引渡し時に、この維持管理の見通しを説明しておくことは、施工者の誠実さの見せどころです。定期調査の存在、日常で気にすべきサイン(浮き音・白華・ひび割れ)、相談窓口。加えて、施工時の検査記録一式を「将来の調査の基礎資料」として引き渡すと、その建物と長く付き合う会社としての信頼につながります。剥落リスクをゼロと言い切らず、管理し続けるものとして共有する姿勢が、結局は会社を守ります。
改修工事のタイル管理: 調査が半分、養生が半分
既存建物のタイル改修(浮き補修・張替え)は、新築とは管理の重心が変わります。
- 調査の設計: 全面打診・赤外線調査などで浮きの分布図を作り、補修範囲と工法(アンカーピンニング注入・張替え)を決めます。調査結果と補修数量が見積の根拠になるため、数量変動時の精算ルール(実数精算)を契約に織り込んでおくのが定石です
- 既存タイルとの色合わせ: 廃番・焼きむらにより、完全な同色はまず入手できません。近似品のサンプルを複数取り寄せ、発注者と「どこまで許容するか」を現物で合意してから発注します。ここを口頭で流すと、足場解体後に「色が違う」問題が起きます
- 居ながらの安全: 使用中の建物での外壁改修は、剥がしたタイルの落下物管理と歩行者養生が最優先です(居ながら改修の約束事参照)
発注時に決めておくと揉めない3点
タイル工事の見積・発注段階で、次の3点を文書で確定させておくと、施工中の判断が速くなります。

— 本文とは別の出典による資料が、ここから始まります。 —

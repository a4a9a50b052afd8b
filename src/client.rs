// SPDX-FileCopyrightText: 2025 Hyperpolymath
// SPDX-License-Identifier: PMPL-1.0-or-later

//! Bounded HTTP client for outbound pingback traffic.
//!
//! Every request asks for `bytes=0-<cap>` and stops reading once the cap is
//! reached, keeping the partial body instead of waiting on a slow or
//! oversized peer. Each request also runs under a wall-clock deadline.

use crate::config::LimitsConfig;
use crate::error::{Error, Result};
use reqwest::header::{HeaderMap, CONTENT_TYPE, RANGE};
use reqwest::StatusCode;
use std::time::Duration;
use tracing::debug;
use url::Url;

/// Content type of outbound XML-RPC calls.
const CALL_CONTENT_TYPE: &str = "text/xml";

/// A response read up to the byte cap.
#[derive(Debug, Clone)]
pub struct BoundedResponse {
    pub status: StatusCode,
    pub headers: HeaderMap,
    /// Body decoded as UTF-8 (lossy at a truncated code point)
    pub body: String,
    /// True when reading stopped at the cap
    pub truncated: bool,
}

/// HTTP client with a per-response byte cap and a per-request deadline.
#[derive(Clone)]
pub struct BoundedClient {
    client: reqwest::Client,
    max_bytes: usize,
    timeout: Duration,
}

impl BoundedClient {
    /// Create a client from the configured limits.
    pub fn new(limits: &LimitsConfig) -> Result<Self> {
        let client = reqwest::Client::builder()
            .user_agent(concat!("pingback-engine/", env!("CARGO_PKG_VERSION")))
            .build()?;
        Ok(Self {
            client,
            max_bytes: limits.max_response_bytes,
            timeout: limits.request_timeout(),
        })
    }

    /// Issue a GET.
    pub async fn get(&self, url: &Url) -> Result<BoundedResponse> {
        self.request(url, None).await
    }

    /// Issue a POST carrying an XML-RPC body.
    pub async fn post(&self, url: &Url, body: String) -> Result<BoundedResponse> {
        self.request(url, Some(body)).await
    }

    /// GET when `body` is `None`, POST otherwise.
    pub async fn request(&self, url: &Url, body: Option<String>) -> Result<BoundedResponse> {
        let range = format!("bytes=0-{}", self.max_bytes);
        let builder = match body {
            Some(body) => self
                .client
                .post(url.clone())
                .header(CONTENT_TYPE, CALL_CONTENT_TYPE)
                .body(body),
            None => self.client.get(url.clone()),
        }
        .header(RANGE, range);

        tokio::time::timeout(self.timeout, self.read_bounded(builder))
            .await
            .map_err(|_| Error::Timeout(url.to_string()))?
    }

    async fn read_bounded(&self, builder: reqwest::RequestBuilder) -> Result<BoundedResponse> {
        let mut response = builder.send().await?;
        let status = response.status();
        let headers = response.headers().clone();

        let mut buf: Vec<u8> = Vec::new();
        let mut truncated = false;
        while let Some(chunk) = response.chunk().await? {
            buf.extend_from_slice(&chunk);
            if buf.len() >= self.max_bytes {
                // Dropping `response` closes the connection
                buf.truncate(self.max_bytes);
                truncated = true;
                break;
            }
        }

        debug!(
            url = %response.url(),
            status = status.as_u16(),
            bytes = buf.len(),
            truncated,
            "Outbound request complete"
        );

        Ok(BoundedResponse {
            status,
            headers,
            body: String::from_utf8_lossy(&buf).into_owned(),
            truncated,
        })
    }
}
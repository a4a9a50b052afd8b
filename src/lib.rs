// SPDX-FileCopyrightText: 2025 Hyperpolymath
// SPDX-License-Identifier: PMPL-1.0-or-later

//! Pingback Engine
//!
//! This crate implements both sides of the Pingback 1.0 protocol:
//!
//! - Receiving: bounded body buffering, XML-RPC parameter extraction,
//!   self-ping and root-target blocking, duplicate and retry suppression,
//!   source verification with title and excerpt extraction
//! - Sending: endpoint discovery via `X-Pingback` or `<link rel="pingback">`,
//!   `pingback.ping` calls, remote fault parsing
//! - Scanning: one fire-and-forget send per cross-host link in a page
//!
//! Storage is left to a collaborator plugged in through [`hooks`]; an
//! in-memory comment store is provided in [`comments`].

pub mod cache;
pub mod client;
pub mod comments;
pub mod config;
pub mod engine;
pub mod error;
pub mod excerpt;
pub mod fault;
pub mod handlers;
pub mod hooks;
pub mod metrics;
pub mod scanner;
pub mod sender;
pub mod session;
pub mod validator;
pub mod xmlrpc;

pub use cache::AntiAbuseCache;
pub use config::Config;
pub use engine::PingbackEngine;
pub use error::{Error, Result};
pub use fault::FaultCode;
pub use hooks::{Accepted, AcceptanceCheck, Finalizer, OutcomeSink, PingbackHooks};
pub use session::{Outcome, PingbackSession, Reply};
pub use validator::{PingbackRequest, PingbackValidator, ValidationResult};
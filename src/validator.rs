// SPDX-FileCopyrightText: 2025 Hyperpolymath
// SPDX-License-Identifier: PMPL-1.0-or-later

//! Inbound pingback request validator.
//!
//! Implements the stateless part of the receive pipeline, in order:
//! - Content-Type must be some flavour of XML
//! - Body must name `pingback.ping`
//! - First two string parameters must parse as source and target URIs
//! - Self-ping blocking (same host, including port)
//! - Source must have a host
//! - Target must have a host and a path or query that can identify a post
//!
//! The first failure wins. Each failure maps onto one protocol fault code.

use crate::fault::FaultCode;
use crate::xmlrpc::{self, PING_METHOD};
use thiserror::Error;
use tracing::debug;
use url::Url;

/// Validation error types.
#[derive(Debug, Error, Clone, PartialEq, Eq)]
pub enum ValidationError {
    #[error("Invalid Content-Type: expected an XML media type, got {actual:?}")]
    InvalidContentType { actual: Option<String> },

    #[error("Empty request body")]
    EmptyBody,

    #[error("Body does not call pingback.ping")]
    MethodNotFound,

    #[error("Missing required parameter: {0}")]
    MissingParameter(&'static str),

    #[error("Invalid URL format for {param}: {url}")]
    InvalidUrl { param: &'static str, url: String },

    #[error("Self-ping blocked: source and target share host {host}")]
    SelfPingBlocked { host: String },

    #[error("Source has no host: {url}")]
    SourceWithoutHost { url: String },

    #[error("Target cannot identify a resource: {url}")]
    UnusableTarget { url: String },
}

impl ValidationError {
    /// Fault code sent back to the peer.
    pub fn fault(&self) -> FaultCode {
        match self {
            Self::InvalidContentType { .. } | Self::EmptyBody => FaultCode::GeneralError,
            Self::MethodNotFound => FaultCode::MethodNotFound,
            Self::MissingParameter(_) | Self::InvalidUrl { .. } | Self::SourceWithoutHost { .. } => {
                FaultCode::SourceDoesNotExist
            }
            Self::SelfPingBlocked { .. } | Self::UnusableTarget { .. } => {
                FaultCode::TargetCannotBeUsed
            }
        }
    }
}

/// A syntactically valid pingback.
#[derive(Debug, Clone, PartialEq, Eq)]
pub struct PingbackRequest {
    pub source: Url,
    pub target: Url,
}

/// Result of validation.
#[derive(Debug, Clone)]
pub enum ValidationResult {
    /// Request is valid
    Valid(PingbackRequest),
    /// Request is invalid
    Invalid(ValidationError),
}

impl ValidationResult {
    pub fn is_valid(&self) -> bool {
        matches!(self, ValidationResult::Valid(_))
    }

    pub fn error(&self) -> Option<&ValidationError> {
        match self {
            ValidationResult::Valid(_) => None,
            ValidationResult::Invalid(e) => Some(e),
        }
    }

    pub fn into_result(self) -> Result<PingbackRequest, ValidationError> {
        match self {
            ValidationResult::Valid(req) => Ok(req),
            ValidationResult::Invalid(e) => Err(e),
        }
    }
}

/// `host[:port]` of a URL, as used for same-host comparisons.
pub fn authority(url: &Url) -> Option<String> {
    let host = url.host_str().filter(|h| !h.is_empty())?;
    Some(match url.port() {
        Some(port) => format!("{host}:{port}"),
        None => host.to_string(),
    })
}

/// Stateless pingback request validator.
#[derive(Debug, Default, Clone, Copy)]
pub struct PingbackValidator;

impl PingbackValidator {
    pub fn new() -> Self {
        Self
    }

    /// Validate the Content-Type header.
    pub fn validate_content_type(&self, content_type: Option<&str>) -> Result<(), ValidationError> {
        // Extract just the media type, ignoring charset etc.
        let ct = content_type.map(|s| s.split(';').next().unwrap_or(s).trim().to_lowercase());

        match &ct {
            Some(actual) if actual.ends_with("xml") => Ok(()),
            _ => {
                debug!(content_type = ?ct, "Content-Type invalid");
                Err(ValidationError::InvalidContentType { actual: ct })
            }
        }
    }

    /// Validate the extracted source and target parameters.
    pub fn validate_source_target(
        &self,
        source: Option<&str>,
        target: Option<&str>,
    ) -> ValidationResult {
        let source_url = match parse_param("source", source) {
            Ok(u) => u,
            Err(e) => return ValidationResult::Invalid(e),
        };
        let target_url = match parse_param("target", target) {
            Ok(u) => u,
            Err(e) => return ValidationResult::Invalid(e),
        };

        let source_host = authority(&source_url);
        let target_host = authority(&target_url);

        // A resource cannot ping itself
        if source_host == target_host {
            debug!(source = %source_url, target = %target_url, "Self-ping detected");
            return ValidationResult::Invalid(ValidationError::SelfPingBlocked {
                host: source_host.unwrap_or_default(),
            });
        }

        if source_host.is_none() {
            debug!(source = %source_url, "Source has no host");
            return ValidationResult::Invalid(ValidationError::SourceWithoutHost {
                url: source_url.to_string(),
            });
        }

        // The post id lives in the path or the query string
        let path = target_url.path();
        let query = target_url.query().filter(|q| !q.is_empty());
        let no_post_id = path.len() < 2 && query.is_none();
        if target_host.is_none() || no_post_id {
            debug!(target = %target_url, "Target cannot identify a resource");
            return ValidationResult::Invalid(ValidationError::UnusableTarget {
                url: target_url.to_string(),
            });
        }

        debug!(source = %source_url, target = %target_url, "Source/target valid");
        ValidationResult::Valid(PingbackRequest {
            source: source_url,
            target: target_url,
        })
    }

    /// Validate a complete buffered pingback request.
    pub fn validate(&self, content_type: Option<&str>, body: &str) -> ValidationResult {
        if let Err(e) = self.validate_content_type(content_type) {
            return ValidationResult::Invalid(e);
        }
        if body.is_empty() {
            return ValidationResult::Invalid(ValidationError::EmptyBody);
        }

        if !body.contains(PING_METHOD) {
            debug!("Body does not name the pingback method");
            return ValidationResult::Invalid(ValidationError::MethodNotFound);
        }

        // Positional: first string is the source, second the target
        let params = xmlrpc::string_params(body);
        self.validate_source_target(
            params.first().map(String::as_str),
            params.get(1).map(String::as_str),
        )
    }
}

fn parse_param(param: &'static str, value: Option<&str>) -> Result<Url, ValidationError> {
    let value = match value {
        Some(v) if !v.trim().is_empty() => v,
        _ => {
            debug!(param, "Missing parameter");
            return Err(ValidationError::MissingParameter(param));
        }
    };
    Url::parse(value).map_err(|_| {
        debug!(param, url = %value, "Invalid URL format");
        ValidationError::InvalidUrl {
            param,
            url: value.to_string(),
        }
    })
}
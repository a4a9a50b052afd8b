// SPDX-FileCopyrightText: 2025 Hyperpolymath
// SPDX-License-Identifier: Apache-2.0

//! Throwaway HTTP peers bound to loopback.

#![allow(dead_code)]

use axum::{
    body::Bytes,
    extract::State,
    http::{header, HeaderMap, StatusCode, Uri},
    response::{IntoResponse, Response},
    Router,
};
use pingback_engine::{config::Config, fault::FaultCode, xmlrpc};
use std::net::SocketAddr;
use std::sync::atomic::{AtomicUsize, Ordering};
use std::sync::Arc;
use std::time::Duration;
use tokio::net::TcpListener;
use tokio::sync::Mutex;

/// Serve `app` on an ephemeral loopback port.
pub async fn spawn(app: Router) -> SocketAddr {
    let listener = TcpListener::bind("127.0.0.1:0").await.unwrap();
    let addr = listener.local_addr().unwrap();
    tokio::spawn(async move {
        axum::serve(listener, app).await.unwrap();
    });
    addr
}

/// Serve the router built for the address it will listen on.
pub async fn spawn_with(build: impl FnOnce(SocketAddr) -> Router) -> SocketAddr {
    let listener = TcpListener::bind("127.0.0.1:0").await.unwrap();
    let addr = listener.local_addr().unwrap();
    let app = build(addr);
    tokio::spawn(async move {
        axum::serve(listener, app).await.unwrap();
    });
    addr
}

/// A fresh directory of published pages.
pub fn public_dir(name: &str, pages: &[(&str, &str)]) -> std::path::PathBuf {
    static NEXT: AtomicUsize = AtomicUsize::new(0);
    let dir = std::env::temp_dir().join(format!(
        "pingback-{}-{}-{}",
        std::process::id(),
        name,
        NEXT.fetch_add(1, Ordering::Relaxed)
    ));
    std::fs::create_dir_all(&dir).unwrap();
    for (file, body) in pages {
        std::fs::write(dir.join(file), body).unwrap();
    }
    dir
}

/// An address nothing listens on.
pub async fn dead_addr() -> SocketAddr {
    let listener = TcpListener::bind("127.0.0.1:0").await.unwrap();
    listener.local_addr().unwrap()
}

/// Engine configuration suited to loopback tests.
pub fn test_config() -> Config {
    let mut config = Config::default();
    config.limits.request_timeout_ms = 5_000;
    config
}

/// One recorded request.
#[derive(Debug, Clone)]
pub struct Hit {
    pub method: String,
    pub path: String,
    pub body: String,
}

/// Scripted page: path, extra headers, body.
#[derive(Debug, Clone)]
pub struct Page {
    pub path: String,
    pub headers: Vec<(String, String)>,
    pub body: String,
}

impl Page {
    pub fn html(path: &str, body: impl Into<String>) -> Self {
        Self {
            path: path.to_string(),
            headers: vec![("content-type".to_string(), "text/html".to_string())],
            body: body.into(),
        }
    }

    pub fn with_header(mut self, name: &str, value: &str) -> Self {
        self.headers.push((name.to_string(), value.to_string()));
        self
    }
}

/// How a scripted site answers POSTs.
#[derive(Debug, Clone, Copy)]
pub enum RpcReply {
    Success,
    Fault(FaultCode),
    Raw(&'static str),
}

#[derive(Clone)]
struct SiteState {
    pages: Arc<Vec<Page>>,
    rpc: RpcReply,
    delay: Duration,
    hits: Arc<Mutex<Vec<Hit>>>,
}

/// A scripted site: serves `pages` on GET, answers any POST with `rpc`,
/// and records every request.
pub struct Site {
    pub addr: SocketAddr,
    hits: Arc<Mutex<Vec<Hit>>>,
}

impl Site {
    pub async fn start(pages: Vec<Page>, rpc: RpcReply) -> Self {
        Self::start_delayed(pages, rpc, Duration::ZERO).await
    }

    pub async fn start_delayed(pages: Vec<Page>, rpc: RpcReply, delay: Duration) -> Self {
        let hits = Arc::new(Mutex::new(Vec::new()));
        let state = SiteState {
            pages: Arc::new(pages),
            rpc,
            delay,
            hits: hits.clone(),
        };
        let app = Router::new().fallback(handle).with_state(state);
        let addr = spawn(app).await;
        Self { addr, hits }
    }

    pub fn url(&self, path: &str) -> String {
        format!("http://{}{}", self.addr, path)
    }

    pub async fn hits(&self) -> Vec<Hit> {
        self.hits.lock().await.clone()
    }

    pub async fn posts(&self) -> Vec<Hit> {
        self.hits()
            .await
            .into_iter()
            .filter(|h| h.method == "POST")
            .collect()
    }
}

async fn handle(
    State(state): State<SiteState>,
    method: axum::http::Method,
    uri: Uri,
    _headers: HeaderMap,
    body: Bytes,
) -> Response {
    let path = uri
        .path_and_query()
        .map(|pq| pq.as_str().to_string())
        .unwrap_or_else(|| uri.path().to_string());
    state.hits.lock().await.push(Hit {
        method: method.to_string(),
        path: path.clone(),
        body: String::from_utf8_lossy(&body).into_owned(),
    });

    if !state.delay.is_zero() {
        tokio::time::sleep(state.delay).await;
    }

    if method == axum::http::Method::POST {
        let body = match state.rpc {
            RpcReply::Success => xmlrpc::success_response("Pingback registered."),
            RpcReply::Fault(fault) => xmlrpc::fault_response(fault),
            RpcReply::Raw(body) => body.to_string(),
        };
        return (StatusCode::OK, [(header::CONTENT_TYPE, "text/xml")], body).into_response();
    }

    match state.pages.iter().find(|p| p.path == path || p.path == uri.path()) {
        Some(page) => {
            let mut response = page.body.clone().into_response();
            for (name, value) in &page.headers {
                response.headers_mut().insert(
                    axum::http::HeaderName::from_bytes(name.as_bytes()).unwrap(),
                    axum::http::HeaderValue::from_str(value).unwrap(),
                );
            }
            response
        }
        None => StatusCode::NOT_FOUND.into_response(),
    }
}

- 役物と割付け: 曲がり・小口などの役物の数量と、割付け図の承認プロセス。割付けが決まらないままタイルを発注すると、数量も納期も宙に浮きます
- 検査の費用負担: 打診検査の範囲、引張試験の頻度と試験位置の補修費を、どちらの見積に含むか
- 予備タイルの引き渡し: 将来の補修用に同ロットの予備タイルを一定量残し、竣工時に発注者へ引き渡す取り決め。十年後の補修時に同じタイルがあるかどうかは、この一箱で決まります
乾式工法という選択肢
なお、剥落リスクへの根本対策として、引っ掛け金物で保持する乾式工法や、先付け(打ち込み)工法の採用が増えています。コスト・意匠の制約はあるものの、接着力に依存しない保持方式はリスク構造そのものを変えます。設計段階で工法選定に関わる機会があれば、立地(歩道への面し方)と維持管理コストを含めた比較を提案する価値があります。
まとめ
外壁タイルの施工管理は、下地・張付け・検査の3関所で長期品質を作り込み、記録を残し、引渡し後の維持管理まで見通して発注者と共有する仕事です。一枚の剥落が会社の信用を落とす前に、足場があるうちにやるべきことをやり切る。それがタイル管理の要諦です。